Stored items
=-=-=

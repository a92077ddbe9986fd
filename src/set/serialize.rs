//! Wire format: serializing a settled set and rebuilding one from the wire.
//!
//! The envelope is `{ "resources": [...], "loadPath": [...] }`. Each entry
//! carries whatever the receiving side needs and nothing else: content is
//! omitted for resources the consumer's cache manifest already covers, and
//! always omitted for combined resources, which ship their member list and
//! are re-assembled on arrival.

use std::collections::BTreeMap;

use serde::{Deserialize, Serialize};
use tracing::debug;

use crate::error::SetError;
use crate::manifest::CacheManifest;
use crate::resource::{Alternative, DEFAULT_ENCODING, Resource, ResourceSpec};
use crate::set::{ResourceSet, join_failure};

/// Resources are serialized in sequential groups of this size; entries
/// within a group serialize concurrently.
pub const SERIALIZE_GROUP_SIZE: usize = 100;

/// One resource on the wire.
#[derive(Debug, Clone, Default, PartialEq, Eq, Serialize, Deserialize)]
#[serde(rename_all = "camelCase", default)]
pub struct WireResource {
    pub path: String,
    #[serde(skip_serializing_if = "Option::is_none")]
    pub etag: Option<String>,
    #[serde(skip_serializing_if = "Option::is_none")]
    pub encoding: Option<String>,
    #[serde(skip_serializing_if = "BTreeMap::is_empty")]
    pub headers: BTreeMap<String, String>,
    #[serde(skip_serializing_if = "Option::is_none")]
    pub content: Option<String>,
    #[serde(skip_serializing_if = "Option::is_none")]
    pub backend: Option<String>,
    #[serde(skip_serializing_if = "Option::is_none")]
    pub combine: Option<Vec<String>>,
    #[serde(skip_serializing_if = "Vec::is_empty")]
    pub alternatives: Vec<Alternative>,
}

impl WireResource {
    fn into_spec(self) -> ResourceSpec {
        ResourceSpec {
            path: (!self.path.is_empty()).then_some(self.path),
            content: self.content,
            file: None,
            backend: self.backend,
            combine: self.combine,
            etag: self.etag,
            encoding: self.encoding,
            headers: self.headers,
            alternatives: self.alternatives,
        }
    }
}

/// A fully resolved set, ready for transmission.
#[derive(Debug, Clone, Default, PartialEq, Eq, Serialize, Deserialize)]
#[serde(rename_all = "camelCase", default)]
pub struct SerializedSet {
    pub resources: Vec<WireResource>,
    pub load_path: Vec<String>,
}

fn wire_resource(mut resource: Resource, include_content: bool) -> Result<WireResource, SetError> {
    let combined = resource.is_combined();
    let ship_content = include_content && !combined && resource.has_content();
    if ship_content {
        resource.apply_processors()?;
    }
    Ok(WireResource {
        path: resource.path().to_string(),
        etag: resource.etag().map(String::from),
        encoding: (resource.encoding() != DEFAULT_ENCODING)
            .then(|| resource.encoding().to_string()),
        headers: resource.headers().clone(),
        content: ship_content.then(|| resource.content().to_string()),
        backend: resource.backend().map(String::from),
        combine: resource.combine().map(<[String]>::to_vec),
        alternatives: resource.alternatives().to_vec(),
    })
}

impl ResourceSet {
    /// Serialize the set for the wire.
    ///
    /// Waits for every outstanding addition to settle first, so the result
    /// reflects everything scheduled up to this point; a failed addition
    /// fails the serialization. Entries keep collection order. Content is
    /// omitted for entries whose etag appears in `cache`; shipped content
    /// has been run through the resource's processors.
    pub async fn serialize(&self, cache: &CacheManifest) -> Result<SerializedSet, SetError> {
        self.when_all_added().await?;
        let resources = self.resources();
        debug!(resources = resources.len(), "serializing resource set");

        let mut wire = Vec::with_capacity(resources.len());
        for group in resources.chunks(SERIALIZE_GROUP_SIZE) {
            let handles: Vec<_> = group
                .iter()
                .cloned()
                .map(|resource| {
                    let cached = resource
                        .etag()
                        .is_some_and(|etag| cache.contains(resource.path(), etag));
                    tokio::spawn(async move { wire_resource(resource, !cached) })
                })
                .collect();
            for handle in handles {
                wire.push(handle.await.map_err(join_failure)??);
            }
        }

        Ok(SerializedSet {
            resources: wire,
            load_path: self.load_path(),
        })
    }

    /// Rebuild a set from serialized data.
    ///
    /// Combined entries are inserted as placeholders at their original
    /// position and re-assembled from the deserialized members, so entry
    /// order survives the round trip; their wire etags are kept. The load
    /// path is replayed last and every entry must name a member of the set.
    pub async fn deserialize(data: SerializedSet) -> Result<ResourceSet, SetError> {
        let set = ResourceSet::new();
        let mut combines = Vec::new();
        for entry in data.resources {
            let spec = entry.into_spec();
            if let Some(sources) = spec.combine.clone() {
                let placeholder = Resource::from_spec(spec.clone())?;
                set.insert_resolved(placeholder);
                combines.push((
                    sources,
                    ResourceSpec {
                        combine: None,
                        ..spec
                    },
                ));
            } else {
                set.add(spec)?;
            }
        }
        // combines run only now, with every entry in place, so a combined
        // entry may precede its members in wire order
        let tasks: Vec<_> = combines
            .into_iter()
            .map(|(sources, spec)| set.spawn_combine(sources, spec))
            .collect();
        for task in tasks {
            task.join().await?;
        }
        set.append_load_validated(&data.load_path)?;
        Ok(set)
    }
}
/// Check a spec against the resource rules before it is materialized.
pub fn validate_spec(spec: &ResourceSpec) -> Result<(), SetError> {
    let Some(path) = spec.path.as_deref() else {
        return Err(SetError::InvalidResource(format!(
            "resource must have a path: {spec:?}"
        )));
    };
    let sources = [
        spec.content.is_some(),
        spec.file.is_some(),
        spec.backend.is_some(),
        spec.combine.is_some(),
    ];
    if sources.iter().filter(|&&s| s).count() > 1 {
        return Err(SetError::InvalidResource(
            "resource can only have one of content, file, backend, combine".into(),
        ));
    }
    if let Some(backend) = spec.backend.as_deref() {
        if !is_qualified(backend) {
            return Err(SetError::InvalidResource(format!(
                "backend '{backend}' must be a fully qualified URL"
            )));
        }
    }
    let has_source = sources.iter().any(|&s| s) || spec.etag.is_some();
    if !has_source && !is_qualified(path) {
        return Err(SetError::InvalidResource(format!(
            "resource '{path}' must have content, a file, a backend, \
             members to combine or an etag"
        )));
    }
    Ok(())
}

// ============================================================================
// Resource
// ============================================================================

/// One entry in a resource set.
#[derive(Clone, Default)]
pub struct Resource {
    path: String,
    etag: Option<String>,
    encoding: String,
    headers: BTreeMap<String, String>,
    content: Option<String>,
    backend: Option<String>,
    combine: Option<Vec<String>>,
    alternatives: Vec<Alternative>,
    processors: Vec<Arc<dyn Processor>>,
    processed: Option<String>,
}

impl Resource {
    /// Materialize a validated spec.
    ///
    /// The path is normalized, the encoding defaulted and the etag resolved:
    /// an explicit etag wins, otherwise inline content is fingerprinted.
    /// Combined and backend resources get their etags later, when members or
    /// content are known.
    pub fn from_spec(spec: ResourceSpec) -> Result<Self, SetError> {
        validate_spec(&spec)?;
        let path = normalize_path(spec.path.as_deref().unwrap_or_default());
        let etag = spec
            .etag
            .or_else(|| spec.content.as_deref().map(|c| fingerprint(c.as_bytes())));
        Ok(Self {
            path,
            etag,
            encoding: spec.encoding.unwrap_or_else(|| DEFAULT_ENCODING.to_string()),
            headers: spec.headers,
            content: spec.content,
            backend: spec.backend,
            combine: spec
                .combine
                .map(|members| members.iter().map(|m| normalize_path(m)).collect()),
            alternatives: spec.alternatives,
            processors: Vec::new(),
            processed: None,
        })
    }

    /// Resource with inline content and a fingerprinted etag.
    pub fn inline(path: impl Into<String>, content: impl Into<String>) -> Self {
        let content = content.into();
        Self {
            path: normalize_path(&path.into()),
            etag: Some(fingerprint(content.as_bytes())),
            encoding: DEFAULT_ENCODING.to_string(),
            content: Some(content),
            ..Self::default()
        }
    }

    pub fn path(&self) -> &str {
        &self.path
    }

    pub fn etag(&self) -> Option<&str> {
        self.etag.as_deref()
    }

    pub fn encoding(&self) -> &str {
        &self.encoding
    }

    pub fn headers(&self) -> &BTreeMap<String, String> {
        &self.headers
    }

    pub fn backend(&self) -> Option<&str> {
        self.backend.as_deref()
    }

    pub fn combine(&self) -> Option<&[String]> {
        self.combine.as_deref()
    }

    pub fn is_combined(&self) -> bool {
        self.combine.is_some()
    }

    pub fn alternatives(&self) -> &[Alternative] {
        &self.alternatives
    }

    /// Current deliverable content: processed output when available,
    /// otherwise the raw content, otherwise empty.
    pub fn content(&self) -> &str {
        self.processed
            .as_deref()
            .or(self.content.as_deref())
            .unwrap_or_default()
    }

    pub fn has_content(&self) -> bool {
        self.content.is_some() || self.processed.is_some()
    }

    pub(crate) fn set_combine(&mut self, members: Vec<String>) {
        self.combine = Some(members);
    }

    pub(crate) fn push_processor(&mut self, processor: Arc<dyn Processor>) {
        self.processors.push(processor);
    }

    /// Run the processor chain and cache the result. Always starts from the
    /// raw content, so re-processing cannot compound. A no-op when no
    /// processors are attached. A failing processor is reported with its
    /// name and this resource's path.
    pub(crate) fn apply_processors(&mut self) -> Result<(), SetError> {
        if self.processors.is_empty() {
            return Ok(());
        }
        let mut content = self.content.clone().unwrap_or_default();
        for processor in self.processors.clone() {
            content =
                processor
                    .process(self, &content)
                    .map_err(|err| SetError::Processor {
                        processor: processor.name().to_string(),
                        path: self.path.clone(),
                        message: err.to_string(),
                    })?;
        }
        self.processed = Some(content);
        Ok(())
    }
}

// Processor trait objects are neither Debug nor PartialEq; compare and
// format everything else.
impl fmt::Debug for Resource {
    fn fmt(&self, f: &mut fmt::Formatter<'_>) -> fmt::Result {
        f.debug_struct("Resource")
            .field("path", &self.path)
            .field("etag", &self.etag)
            .field("encoding", &self.encoding)
            .field("headers", &self.headers)
            .field("content", &self.content)
            .field("backend", &self.backend)
            .field("combine", &self.combine)
            .field("alternatives", &self.alternatives)
            .field("processors", &self.processors.len())
            .finish()
    }
}

impl PartialEq for Resource {
    fn eq(&self, other: &Self) -> bool {
        self.path == other.path
            && self.etag == other.etag
            && self.encoding == other.encoding
            && self.headers == other.headers
            && self.content == other.content
            && self.backend == other.backend
            && self.combine == other.combine
            && self.alternatives == other.alternatives
    }
}

#[cfg(test)]
mod tests {
    use super::*;

    #[test]
    fn test_normalize_adds_leading_slash() {
        assert_eq!(normalize_path("foo.js"), "/foo.js");
        assert_eq!(normalize_path("./foo.js"), "/foo.js");
        assert_eq!(normalize_path("/foo.js"), "/foo.js");
    }

    #[test]
    fn test_normalize_strips_trailing_slash() {
        assert_eq!(normalize_path("/lib/"), "/lib");
        assert_eq!(normalize_path("/"), "/");
    }

    #[test]
    fn test_normalize_converts_backslashes() {
        assert_eq!(normalize_path("lib\\c.js"), "/lib/c.js");
    }

    #[test]
    fn test_qualified_paths_pass_through() {
        assert!(is_qualified("http://cdn.example/foo.js"));
        assert!(is_qualified("chrome-ext://blah/x.js"));
        assert!(!is_qualified("/foo.js"));
        assert!(!is_qualified("foo:bar.js"));
        // scheme-only references stay set-local; qualification needs `://`
        assert!(!is_qualified("mailto:dev@example.com"));
        assert_eq!(
            normalize_path("http://cdn.example/foo.js"),
            "http://cdn.example/foo.js"
        );
    }

    #[test]
    fn test_fingerprint_is_stable_and_short() {
        let a = fingerprint(b"var a = 1;");
        let b = fingerprint(b"var a = 1;");
        assert_eq!(a, b);
        assert_eq!(a.len(), 16);
        assert_ne!(a, fingerprint(b"var a = 2;"));
    }

    #[test]
    fn test_spec_requires_path() {
        let err = validate_spec(&ResourceSpec {
            content: Some("x".into()),
            ..ResourceSpec::default()
        })
        .unwrap_err();
        assert!(err.to_string().contains("must have a path"));
    }

    #[test]
    fn test_spec_rejects_multiple_sources() {
        let err = validate_spec(&ResourceSpec {
            path: Some("/x.js".into()),
            content: Some("x".into()),
            file: Some("x.js".into()),
            ..ResourceSpec::default()
        })
        .unwrap_err();
        assert!(err.to_string().contains("one of content, file, backend, combine"));
    }

    #[test]
    fn test_spec_rejects_relative_backend() {
        let err = validate_spec(&ResourceSpec {
            path: Some("/x.js".into()),
            backend: Some("localhost:4000/x".into()),
            ..ResourceSpec::default()
        })
        .unwrap_err();
        assert!(err.to_string().contains("fully qualified URL"));
    }

    #[test]
    fn test_spec_requires_some_source() {
        let err = validate_spec(&ResourceSpec {
            path: Some("/x.js".into()),
            ..ResourceSpec::default()
        })
        .unwrap_err();
        assert!(matches!(err, SetError::InvalidResource(_)));
    }

    #[test]
    fn test_etag_only_spec_is_a_cache_reference() {
        let spec = ResourceSpec {
            path: Some("/x.js".into()),
            etag: Some("abc123".into()),
            ..ResourceSpec::default()
        };
        let resource = Resource::from_spec(spec).unwrap();
        assert_eq!(resource.etag(), Some("abc123"));
        assert!(!resource.has_content());
    }

    #[test]
    fn test_qualified_spec_needs_no_source() {
        let spec = ResourceSpec {
            path: Some("http://cdn.example/foo.js".into()),
            ..ResourceSpec::default()
        };
        assert!(validate_spec(&spec).is_ok());
    }

    #[test]
    fn test_from_spec_fingerprints_inline_content() {
        let resource = Resource::from_spec(ResourceSpec::with_content("a.js", "var a;")).unwrap();
        assert_eq!(resource.path(), "/a.js");
        assert_eq!(resource.etag(), Some(fingerprint(b"var a;").as_str()));
        assert_eq!(resource.encoding(), "utf-8");
    }

    #[test]
    fn test_explicit_etag_wins_over_fingerprint() {
        let spec = ResourceSpec {
            etag: Some("pinned".into()),
            ..ResourceSpec::with_content("/a.js", "var a;")
        };
        let resource = Resource::from_spec(spec).unwrap();
        assert_eq!(resource.etag(), Some("pinned"));
    }

    #[test]
    fn test_combine_members_are_normalized() {
        let spec = ResourceSpec {
            path: Some("/all.js".into()),
            combine: Some(vec!["a.js".into(), "./b.js".into()]),
            ..ResourceSpec::default()
        };
        let resource = Resource::from_spec(spec).unwrap();
        assert_eq!(resource.combine(), Some(&["/a.js".to_string(), "/b.js".to_string()][..]));
    }

    #[test]
    fn test_alternative_serde_uses_camel_case() {
        let alt = Alternative {
            mime_type: "text/uppercase".into(),
            content: "VAR A;".into(),
        };
        let json = serde_json::to_value(&alt).unwrap();
        assert_eq!(json["mimeType"], "text/uppercase");
    }

    struct Upcase;

    impl Processor for Upcase {
        fn name(&self) -> &str {
            "upcase"
        }

        fn process(&self, _resource: &Resource, content: &str) -> Result<String, SetError> {
            Ok(content.to_uppercase())
        }
    }

    struct Suffix;

    impl Processor for Suffix {
        fn name(&self) -> &str {
            "suffix"
        }

        fn process(&self, _resource: &Resource, content: &str) -> Result<String, SetError> {
            Ok(format!("{content}!"))
        }
    }

    #[test]
    fn test_processors_chain_in_order() {
        let mut resource = Resource::inline("/a.js", "var a;");
        resource.push_processor(Arc::new(Upcase));
        resource.push_processor(Arc::new(Suffix));
        resource.apply_processors().unwrap();
        assert_eq!(resource.content(), "VAR A;!");
    }

    #[test]
    fn test_processing_keeps_raw_etag() {
        let mut resource = Resource::inline("/a.js", "var a;");
        let etag = resource.etag().unwrap().to_string();
        resource.push_processor(Arc::new(Upcase));
        resource.apply_processors().unwrap();
        assert_eq!(resource.etag(), Some(etag.as_str()));
    }

    struct Choke;

    impl Processor for Choke {
        fn name(&self) -> &str {
            "choke"
        }

        fn process(&self, _resource: &Resource, _content: &str) -> Result<String, SetError> {
            Err(SetError::Internal("unparseable input".into()))
        }
    }

    #[test]
    fn test_failing_processor_reports_name_and_path() {
        let mut resource = Resource::inline("/a.js", "var a;");
        resource.push_processor(Arc::new(Choke));
        let err = resource.apply_processors().unwrap_err();
        assert!(matches!(err, SetError::Processor { .. }));
        assert!(err.to_string().contains("choke"));
        assert!(err.to_string().contains("/a.js"));
        assert!(err.to_string().contains("unparseable input"));
    }
}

=-=-=

• PROBLEM REQUIREMENTS
Copy all lines from the entries that contain the word "SerializedSet".

• YOUR SOLUTION
pub struct SerializedSet {
    pub async fn serialize(&self, cache: &CacheManifest) -> Result<SerializedSet, SetError> {
        Ok(SerializedSet {
    pub async fn deserialize(data: SerializedSet) -> Result<ResourceSet, SetError> {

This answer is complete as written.